| Activity |
The records appear below. Copy each one exactly.

• • • • • • •

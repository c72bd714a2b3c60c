//! Rating updater trait
//!
//! The registry is written against this trait rather than a concrete
//! algorithm, so alternative update rules (or test doubles) can be swapped in.

use crate::error::{RatingError, Result};

/// Turns the ratings of one matchup's participants into their new ratings
#[cfg_attr(test, mockall::automock)]
pub trait RatingUpdater {
    /// Calculate new ratings for participants listed in finishing order
    ///
    /// # Arguments
    /// * `ratings` - Current ratings, index 0 finished first
    /// * `places` - 1-based finishing place of each participant; equal places are ties
    ///
    /// # Returns
    /// New ratings in the same order as `ratings`
    fn update_with_places(&self, ratings: &[f64], places: &[u32]) -> Result<Vec<f64>>;

    /// Calculate new ratings for a matchup without ties
    fn update(&self, ratings: &[f64]) -> Result<Vec<f64>> {
        let places: Vec<u32> = (1..=ratings.len() as u32).collect();
        self.update_with_places(ratings, &places)
    }
}

/// Check the shape of an update request before any arithmetic happens
pub fn validate_update_input(ratings: &[f64], places: &[u32]) -> Result<()> {
    if ratings.len() < 2 {
        return Err(RatingError::invalid_input(format!(
            "At least 2 ratings are required (got {})",
            ratings.len()
        )));
    }

    if let Some(bad) = ratings.iter().find(|rating| !rating.is_finite()) {
        return Err(RatingError::invalid_input(format!(
            "Ratings must be finite numbers (got {})",
            bad
        )));
    }

    if places.len() != ratings.len() {
        return Err(RatingError::invalid_input(format!(
            "Expected {} places, got {}",
            ratings.len(),
            places.len()
        )));
    }

    if places.iter().any(|&place| place == 0) {
        return Err(RatingError::invalid_input("Places are 1-based"));
    }

    if places.windows(2).any(|pair| pair[1] < pair[0]) {
        return Err(RatingError::invalid_input(
            "Places must be listed in finishing order",
        ));
    }

    Ok(())
}

#[cfg(test)]
mod tests {
    use super::*;

    #[test]
    fn test_validate_accepts_ties() {
        assert!(validate_update_input(&[1000.0, 1000.0, 1000.0], &[1, 1, 3]).is_ok());
    }

    #[test]
    fn test_validate_rejects_bad_input() {
        assert!(matches!(
            validate_update_input(&[1000.0], &[1]),
            Err(RatingError::InvalidInput { .. })
        ));
        assert!(validate_update_input(&[], &[]).is_err());
        assert!(validate_update_input(&[1000.0, f64::NAN], &[1, 2]).is_err());
        assert!(validate_update_input(&[1000.0, f64::INFINITY], &[1, 2]).is_err());
        assert!(validate_update_input(&[1000.0, 900.0], &[1]).is_err());
        assert!(validate_update_input(&[1000.0, 900.0], &[0, 1]).is_err());
        assert!(validate_update_input(&[1000.0, 900.0], &[2, 1]).is_err());
    }

    /// Echoes the places it was given back as ratings
    struct PlaceEcho;

    impl RatingUpdater for PlaceEcho {
        fn update_with_places(&self, ratings: &[f64], places: &[u32]) -> Result<Vec<f64>> {
            validate_update_input(ratings, places)?;
            Ok(places.iter().map(|&place| place as f64).collect())
        }
    }

    #[test]
    fn test_default_update_passes_sequential_places() {
        let result = PlaceEcho.update(&[1000.0, 1000.0, 1000.0]).unwrap();
        assert_eq!(result, vec![1.0, 2.0, 3.0]);
    }
}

• • • • • • •

| Solution to this task |
repository c72bd714a2b3c60c
//! Rating updater trait
//!
//! The registry is written against this trait rather than a concrete
//! algorithm, so alternative update rules (or test doubles) can be swapped in.

use crate::error::{RatingError, Result};

/// Turns the ratings of one matchup's participants into their new ratings
#[cfg_attr(test, mockall::automock)]
pub trait RatingUpdater {
    /// Calculate new ratings for participants listed in finishing order
    ///
    /// # Arguments
    /// * `ratings` - Current ratings, index 0 finished first
    /// * `places` - 1-based finishing place of each participant; equal places are ties
    ///
    /// # Returns
    /// New ratings in the same order as `ratings`
    fn update_with_places(&self, ratings: &[f64], places: &[u32]) -> Result<Vec<f64>>;

    /// Calculate new ratings for a matchup without ties
    fn update(&self, ratings: &[f64]) -> Result<Vec<f64>> {
        let places: Vec<u32> = (1..=ratings.len() as u32).collect();
        self.update_with_places(ratings, &places)
    }
}

/// Check the shape of an update request before any arithmetic happens
pub fn validate_update_input(ratings: &[f64], places: &[u32]) -> Result<()> {
    if ratings.len() < 2 {
        return Err(RatingError::invalid_input(format!(
            "At least 2 ratings are required (got {})",
            ratings.len()
        )));
    }

    if let Some(bad) = ratings.iter().find(|rating| !rating.is_finite()) {
        return Err(RatingError::invalid_input(format!(
            "Ratings must be finite numbers (got {})",
            bad
        )));
    }

    if places.len() != ratings.len() {
        return Err(RatingError::invalid_input(format!(
            "Expected {} places, got {}",
            ratings.len(),
            places.len()
        )));
    }

    if places.iter().any(|&place| place == 0) {
        return Err(RatingError::invalid_input("Places are 1-based"));
    }

    if places.windows(2).any(|pair| pair[1] < pair[0]) {
        return Err(RatingError::invalid_input(
            "Places must be listed in finishing order",
        ));
    }

    Ok(())
}

#[cfg(test)]
mod tests {
    use super::*;

    #[test]
    fn test_validate_accepts_ties() {
        assert!(validate_update_input(&[1000.0, 1000.0, 1000.0], &[1, 1, 3]).is_ok());
    }

    #[test]
    fn test_validate_rejects_bad_input() {
        assert!(matches!(
            validate_update_input(&[1000.0], &[1]),
            Err(RatingError::InvalidInput { .. })
        ));
        assert!(validate_update_input(&[], &[]).is_err());
        assert!(validate_update_input(&[1000.0, f64::NAN], &[1, 2]).is_err());
        assert!(validate_update_input(&[1000.0, f64::INFINITY], &[1, 2]).is_err());
        assert!(validate_update_input(&[1000.0, 900.0], &[1]).is_err());
        assert!(validate_update_input(&[1000.0, 900.0], &[0, 1]).is_err());
        assert!(validate_update_input(&[1000.0, 900.0], &[2, 1]).is_err());
    }

    /// Echoes the places it was given back as ratings
    struct PlaceEcho;

    impl RatingUpdater for PlaceEcho {
        fn update_with_places(&self, ratings: &[f64], places: &[u32]) -> Result<Vec<f64>> {
            validate_update_input(ratings, places)?;
            Ok(places.iter().map(|&place| place as f64).collect())
        }
    }

    #[test]
    fn test_default_update_passes_sequential_places() {
        let result = PlaceEcho.update(&[1000.0, 1000.0, 1000.0]).unwrap();
        assert_eq!(result, vec![1.0, 2.0, 3.0]);
    }
}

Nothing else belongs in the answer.